Fostering biodiversity in the Finnish forest
Artek set out to buy its own forest, searching for mixed forest estates with a suitably high share of birch trees. A first site was purchased by Artek in late 2025 to be managed using continuous cover forestry (CCF), an environmentally progressive way of harvesting timber. Continuous cover forestry means that trees are felled on a selective basis, which, together with other measures such as retaining increased amounts of dead wood and live retention trees, ensures that biodiversity is retained more effectively than in rotation forestry. The varied small gap sizes created through selective felling provide ideal conditions for birch to self-seed naturally alongside shade-tolerant trees, increasing species diversity without the need for planting.
Securing the future supply of Finnish birchwood
Silver birch trees represent just 4% of Finnish forests. The specific quality of timber needed for Artek’s products only grows in mixed forests, where the pioneer species birch self-seeds and grows straight and tall in search of light. Rotational forestry is the dominant forestry method in Finland, involving the clear cutting of sections of forest followed by replanting rather than natural rejuvenation. This method of forestry management does not favour the kind of quality birch wood needed for Artek’s long-lasting furniture and if continued, will steadily reduce available supply.
Artek’s own forest will be managed to foster the growth of high-quality silver birch. The goal is that 10% of Artek’s annual birch supply will be sourced from its own forests, with the first birch trees reaching maturity starting from around 2055. The scope of the project, however, reaches far beyond this goal. Currently, less than 2% of timber in Finland is harvested using continuous cover forestry. By proving the technical and economic viability of continuous cover forestry, Artek intends to create a model for other Finnish forest owners to follow.

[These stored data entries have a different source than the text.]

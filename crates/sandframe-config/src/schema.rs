//! Configuration schema types for Sandframe.
//!
//! All structs use `serde(default)` so partial configs work correctly.
//! Missing fields are filled with the defaults below.

use std::collections::BTreeMap;
use std::time::Duration;

use serde::{Deserialize, Serialize};

/// Current config schema version.
pub const CONFIG_SCHEMA_VERSION: u32 = 1;

// =============================================================================
// Swap Config
// =============================================================================

/// Frame swap policy.
#[derive(Debug, Clone, Serialize, Deserialize)]
#[serde(default)]
pub struct SwapConfig {
    /// Upper bound on how long a pending surface waits for its load signal
    /// before it is promoted anyway.
    pub promotion_delay_ms: u64,
}

impl Default for SwapConfig {
    fn default() -> Self {
        Self {
            promotion_delay_ms: 200,
        }
    }
}

impl SwapConfig {
    pub fn promotion_delay(&self) -> Duration {
        Duration::from_millis(self.promotion_delay_ms)
    }
}

// =============================================================================
// Scroll Config
// =============================================================================

/// Scroll notification cadence.
#[derive(Debug, Clone, Serialize, Deserialize)]
#[serde(default)]
pub struct ScrollConfig {
    /// Length of one rendering tick; at most one `did-scroll` per tick.
    pub frame_interval_ms: u64,
}

impl Default for ScrollConfig {
    fn default() -> Self {
        Self {
            frame_interval_ms: 16,
        }
    }
}

impl ScrollConfig {
    pub fn frame_interval(&self) -> Duration {
        Duration::from_millis(self.frame_interval_ms)
    }
}

// =============================================================================
// Theme Config
// =============================================================================

/// Initial theme, used until the host sends its first `styles` message.
#[derive(Debug, Clone, Serialize, Deserialize)]
#[serde(default)]
pub struct ThemeConfig {
    /// Body class applied to injected documents.
    pub name: String,
    /// CSS custom properties (without the leading `--`).
    pub variables: BTreeMap<String, String>,
}

impl Default for ThemeConfig {
    fn default() -> Self {
        let variables = [
            ("background-color", "#1e1e1e"),
            ("color", "#d4d4d4"),
            ("font-family", "-apple-system, 'Segoe UI', sans-serif"),
            ("font-weight", "normal"),
            ("font-size", "13px"),
            ("link-color", "#3794ff"),
        ]
        .into_iter()
        .map(|(k, v)| (k.to_string(), v.to_string()))
        .collect();

        Self {
            name: "theme-dark".into(),
            variables,
        }
    }
}

// =============================================================================
// Window Config
// =============================================================================

/// Native window hosting the surfaces (windowed mode only).
#[derive(Debug, Clone, Serialize, Deserialize)]
#[serde(default)]
pub struct WindowConfig {
    pub title: String,
    pub width: u32,
    pub height: u32,
}

impl Default for WindowConfig {
    fn default() -> Self {
        Self {
            title: "Sandframe".into(),
            width: 1024,
            height: 768,
        }
    }
}

// =============================================================================
// Development / Logging Config
// =============================================================================

/// Development-mode switches.
#[derive(Debug, Clone, Default, Serialize, Deserialize)]
#[serde(default)]
pub struct DevelopmentConfig {
    /// Start the session as if devtools had already been opened: blocked
    /// navigations request a reload instead of being swallowed.
    pub devtools: bool,
}

#[derive(Debug, Clone, Serialize, Deserialize)]
#[serde(default)]
pub struct LoggingConfig {
    /// One of trace, debug, info, warn, error.
    pub level: String,
}

impl Default for LoggingConfig {
    fn default() -> Self {
        Self {
            level: "info".into(),
        }
    }
}

// =============================================================================
// Root Config
// =============================================================================

/// Root configuration.
#[derive(Debug, Clone, Default, Serialize, Deserialize)]
#[serde(default)]
pub struct SandframeConfig {
    pub swap: SwapConfig,
    pub scroll: ScrollConfig,
    pub theme: ThemeConfig,
    pub window: WindowConfig,
    pub development: DevelopmentConfig,
    pub logging: LoggingConfig,
}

Reducing the carbon footprint of Artek products
Artek has concluded that the biggest potential for reducing the carbon footprint of its products lies in transitioning away from birch sourced from clearcut forest to forests managed by continuous cover methods. This is what the company will be practicing in its own forest sites, while also looking to increase its supply of wood from other responsibly managed forests in Finland.

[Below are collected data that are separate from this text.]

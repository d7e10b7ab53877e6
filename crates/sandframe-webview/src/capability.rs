//! One-time-acquirable host API handed to content.
//!
//! Two renditions share the same contract:
//! - [`capability_script`] renders the `acquireHostApi()` script injected into
//!   documents rendered by a real browser engine;
//! - [`CapabilityGrant`] is the in-process equivalent used by backends that
//!   run content natively (the headless backend).
//!
//! Either way the API may be acquired once per document. It exposes
//! `postMessage`, `setState` and `getState`, where the state is the persisted
//! value parsed once when the document was built.

use serde_json::Value;
use thiserror::Error;

use crate::protocol::{ContentMessage, COMMAND_POST_MESSAGE, COMMAND_UPDATE_STATE};

/// Name of the acquisition function exposed to content.
pub const ACQUIRE_FUNCTION: &str = "acquireHostApi";

/// Error thrown by a second acquisition.
pub const ALREADY_ACQUIRED_MESSAGE: &str = "An instance of the host API has already been acquired";

#[derive(Debug, Error, PartialEq, Eq)]
pub enum CapabilityError {
    #[error("{msg}", msg = ALREADY_ACQUIRED_MESSAGE)]
    AlreadyAcquired,
}

/// How the injected script reaches the bridge.
#[derive(Debug, Clone, Copy, PartialEq, Eq, Default)]
pub enum CapabilityTransport {
    /// `window.parent.postMessage(msg, '*')`, for iframe hosting.
    #[default]
    ParentWindow,
    /// `window.ipc.postMessage(...)`, for native webviews. `window.ipc` is
    /// deleted along with the parent references.
    NativeIpc,
}

impl CapabilityTransport {
    fn binding(self) -> &'static str {
        match self {
            Self::ParentWindow => {
                "const target = window.parent;\n\
                 \x20       const send = function(msg) { return target.postMessage(msg, '*'); };"
            }
            Self::NativeIpc => {
                "const target = window.ipc;\n\
                 \x20       const send = function(msg) { return target.postMessage(JSON.stringify({ kind: 'message', message: msg })); };"
            }
        }
    }

    fn extra_deletes(self) -> &'static str {
        match self {
            Self::ParentWindow => "",
            Self::NativeIpc => "\ndelete window.ipc;",
        }
    }
}

// =============================================================================
// SCRIPT
// =============================================================================

const SCRIPT_TEMPLATE: &str = r#"
const acquireHostApi = (function() {
    __TRANSPORT__
    let acquired = false;
    let state;
    try {
        state = JSON.parse(__STATE__);
    } catch (e) {
        state = undefined;
    }

    return () => {
        if (acquired) {
            throw new Error('__ERROR__');
        }
        acquired = true;
        return Object.freeze({
            postMessage: function(msg) {
                return send({ command: '__POST__', data: msg });
            },
            setState: function(newState) {
                return send({ command: '__UPDATE__', data: JSON.stringify(newState) });
            },
            getState: function() {
                return state;
            }
        });
    };
})();
delete window.parent;
delete window.top;
delete window.frameElement;__EXTRA_DELETES__
"#;

/// JS string literal for the persisted state, or `undefined` when absent.
///
/// `<` is escaped so the literal can never close the enclosing `<script>`;
/// U+2028/U+2029 are escaped for engines that treat them as line breaks.
pub fn state_literal(state: Option<&str>) -> String {
    match state {
        Some(state) => serde_json::to_string(state)
            .unwrap_or_else(|_| "undefined".to_string())
            .replace('<', "\\u003c")
            .replace('\u{2028}', "\\u2028")
            .replace('\u{2029}', "\\u2029"),
        None => "undefined".to_string(),
    }
}

/// Render the capability script for a document.
pub fn capability_script(state: Option<&str>, transport: CapabilityTransport) -> String {
    // State is content-controlled: it must be substituted last so no later
    // pass rescans it for placeholders.
    SCRIPT_TEMPLATE
        .replace("__TRANSPORT__", transport.binding())
        .replace("__ERROR__", ALREADY_ACQUIRED_MESSAGE)
        .replace("__POST__", COMMAND_POST_MESSAGE)
        .replace("__UPDATE__", COMMAND_UPDATE_STATE)
        .replace("__EXTRA_DELETES__", transport.extra_deletes())
        .replace("__STATE__", &state_literal(state))
}

// =============================================================================
// NATIVE GRANT
// =============================================================================

/// Per-document acquisition guard for natively hosted content.
#[derive(Debug, Clone, Default)]
pub struct CapabilityGrant {
    state: Option<Value>,
    acquired: bool,
}

impl CapabilityGrant {
    /// Build a grant from the raw persisted state. Unparsable state reads back
    /// as absent.
    pub fn new(persisted_state: Option<&str>) -> Self {
        Self {
            state: persisted_state.and_then(|s| serde_json::from_str(s).ok()),
            acquired: false,
        }
    }

    pub fn acquire(&mut self) -> Result<ContentApi, CapabilityError> {
        if self.acquired {
            return Err(CapabilityError::AlreadyAcquired);
        }
        self.acquired = true;
        Ok(ContentApi {
            state: self.state.clone(),
        })
    }
}

/// The acquired API. Its methods build the messages content would post.
#[derive(Debug, Clone)]
pub struct ContentApi {
    state: Option<Value>,
}

impl ContentApi {
    pub fn post_message(&self, payload: Value) -> ContentMessage {
        ContentMessage::new(COMMAND_POST_MESSAGE, payload)
    }

    pub fn set_state(&self, state: &Value) -> ContentMessage {
        ContentMessage::new(COMMAND_UPDATE_STATE, Value::String(state.to_string()))
    }

    pub fn get_state(&self) -> Option<&Value> {
        self.state.as_ref()
    }
}
/// HTML to hand to the webview. Without iframe sandboxing, a script-less
/// policy is enforced through a CSP meta element.
pub fn document_html(document: &InjectedDocument) -> String {
    let Some(csp) = document.sandbox.content_security_policy() else {
        return document.html.clone();
    };
    let mut doc = document.document.clone();
    if let Some(head) = doc.head() {
        doc.prepend_child(
            head,
            DomNode::Element(
                ElementData::new("meta")
                    .with_attr("http-equiv", "Content-Security-Policy")
                    .with_attr("content", csp),
            ),
        );
    }
    doc.to_html()
}

fn js_string(value: &str) -> String {
    serde_json::to_string(value).unwrap_or_else(|_| "\"\"".to_string())
}

impl<W: raw_window_handle::HasWindowHandle> Surface for WrySurface<W> {
    fn id(&self) -> SurfaceId {
        self.id
    }

    fn write_document(&mut self, document: &InjectedDocument) -> Result<(), SurfaceError> {
        if let Ok(mut cached) = self.scroll_top.lock() {
            *cached = 0.0;
        }
        self.build_webview(&document_html(document))
    }

    fn set_visible(&mut self, visible: bool) -> Result<(), SurfaceError> {
        self.visible = visible;
        match &self.webview {
            Some(webview) => webview
                .set_visible(visible)
                .map_err(|e| SurfaceError::Script(e.to_string())),
            None => Ok(()),
        }
    }

    fn scroll_top(&self) -> f64 {
        self.scroll_top.lock().map(|v| *v).unwrap_or(0.0)
    }

    fn restore_scroll(&mut self, restore: ScrollRestore) -> Result<(), SurfaceError> {
        let target = match restore {
            ScrollRestore::Progress(progress) => format!("el.clientHeight * {progress}"),
            ScrollRestore::Offset(offset) => format!("{offset}"),
        };
        self.eval(&format!(
            "(function() {{ var el = document.scrollingElement || document.body; \
             if (el && el.scrollTop === 0) {{ el.scrollTop = {target}; }} }})();"
        ))
    }

    fn scroll_to_top(&mut self) -> Result<(), SurfaceError> {
        self.eval("window.scrollTo(0, 0);")
    }

    fn scroll_into_view(&mut self, element_id: &str) -> Result<(), SurfaceError> {
        self.eval(&format!(
            "(function() {{ var el = document.getElementById({}); if (el) {{ el.scrollIntoView(); }} }})();",
            js_string(element_id)
        ))
    }

    fn post_message(&mut self, payload: &Value) -> Result<(), SurfaceError> {
        let data = serde_json::to_string(payload).unwrap_or_else(|_| "null".to_string());
        self.eval(&format!(
            "window.dispatchEvent(new MessageEvent('message', {{ data: {data} }}));"
        ))
    }

    fn focus(&mut self) -> Result<(), SurfaceError> {
        self.webview()?
            .focus()
            .map_err(|e| SurfaceError::Script(e.to_string()))
    }

    fn apply_theme(&mut self, theme: &ThemeData) -> Result<(), SurfaceError> {
        self.eval(&styles::theme_update_script(theme))
    }

    fn resize(&mut self, width: u32, height: u32) -> Result<(), SurfaceError> {
        self.bounds = full_bounds(width, height);
        match &self.webview {
            Some(webview) => webview
                .set_bounds(self.bounds)
                .map_err(|e| SurfaceError::Script(e.to_string())),
            None => Ok(()),
        }
    }
}

#[cfg(test)]
mod tests {
    use super::*;
    use crate::inject::ContentInjector;
    use crate::protocol::{ContentOptions, ContentUpdateRequest};

    #[test]
    fn probe_messages_parse() {
        let click: ProbeMessage = serde_json::from_str(
            r##"{"kind":"click","href":"#a","resolved":"about:blank#a"}"##,
        )
        .unwrap();
        assert!(matches!(click, ProbeMessage::Click { href, .. } if href == "#a"));

        let scroll: ProbeMessage =
            serde_json::from_str(r#"{"kind":"scroll","scrollTop":10,"clientHeight":100}"#)
                .unwrap();
        assert!(matches!(
            scroll,
            ProbeMessage::Scroll { scroll_top, client_height }
                if scroll_top == 10.0 && client_height == 100.0
        ));

        let message: ProbeMessage = serde_json::from_str(
            r#"{"kind":"message","message":{"command":"onmessage","data":1}}"#,
        )
        .unwrap();
        assert!(matches!(message, ProbeMessage::Message { message } if message.command == "onmessage"));
    }

    #[test]
    fn scriptless_documents_get_csp() {
        let doc = ContentInjector::new(CapabilityTransport::NativeIpc).build(
            &ContentUpdateRequest::new("<p>x</p>"),
            &ThemeData::default(),
            None,
        );
        let html = document_html(&doc);
        assert!(html.contains(
            r#"<meta http-equiv="Content-Security-Policy" content="script-src 'none'; form-action 'none'">"#
        ));
    }

    #[test]
    fn scripted_documents_pass_through() {
        let doc = ContentInjector::new(CapabilityTransport::NativeIpc).build(
            &ContentUpdateRequest::new("<p>x</p>").with_options(ContentOptions {
                allow_scripts: true,
                enable_wrapped_post_message: false,
            }),
            &ThemeData::default(),
            None,
        );
        assert_eq!(document_html(&doc), doc.html);
    }
}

Making of Stool 60 wild birch
Several other initiatives have taken place to improve Artek’s environmental performance. The Forest Collection, developed in collaboration with Formafantasma, introduces a new wood selection called “wild birch” to Aalto furniture products. The collection proudly displays the natural variations that occur in birch wood, such as knots, insect trails and colour fluctuations. This means that more of the tree is used in Artek’s most popular and long-lasting products, celebrating the beauty of imperfection found in natural materials and fostering a new aesthetic of sustainability.
Artek is also transitioning away from fossil-based materials in packaging and the products themselves. Stools 60, E60 and NE60 are now available in an even more compact, entirely fibre-based packaging. Furthermore, Aalto Tables will start using a forest-based chipboard as of 2026. Meanwhile, Environmental Product Passports and Environmental Product Declarations have been made available for the most popular Artek products, providing transparency on the environmental impact of these products throughout their lifecycle.
These and other environmental initiatives will be rolled out across other product groups over time, while other new improvements are continually being developed.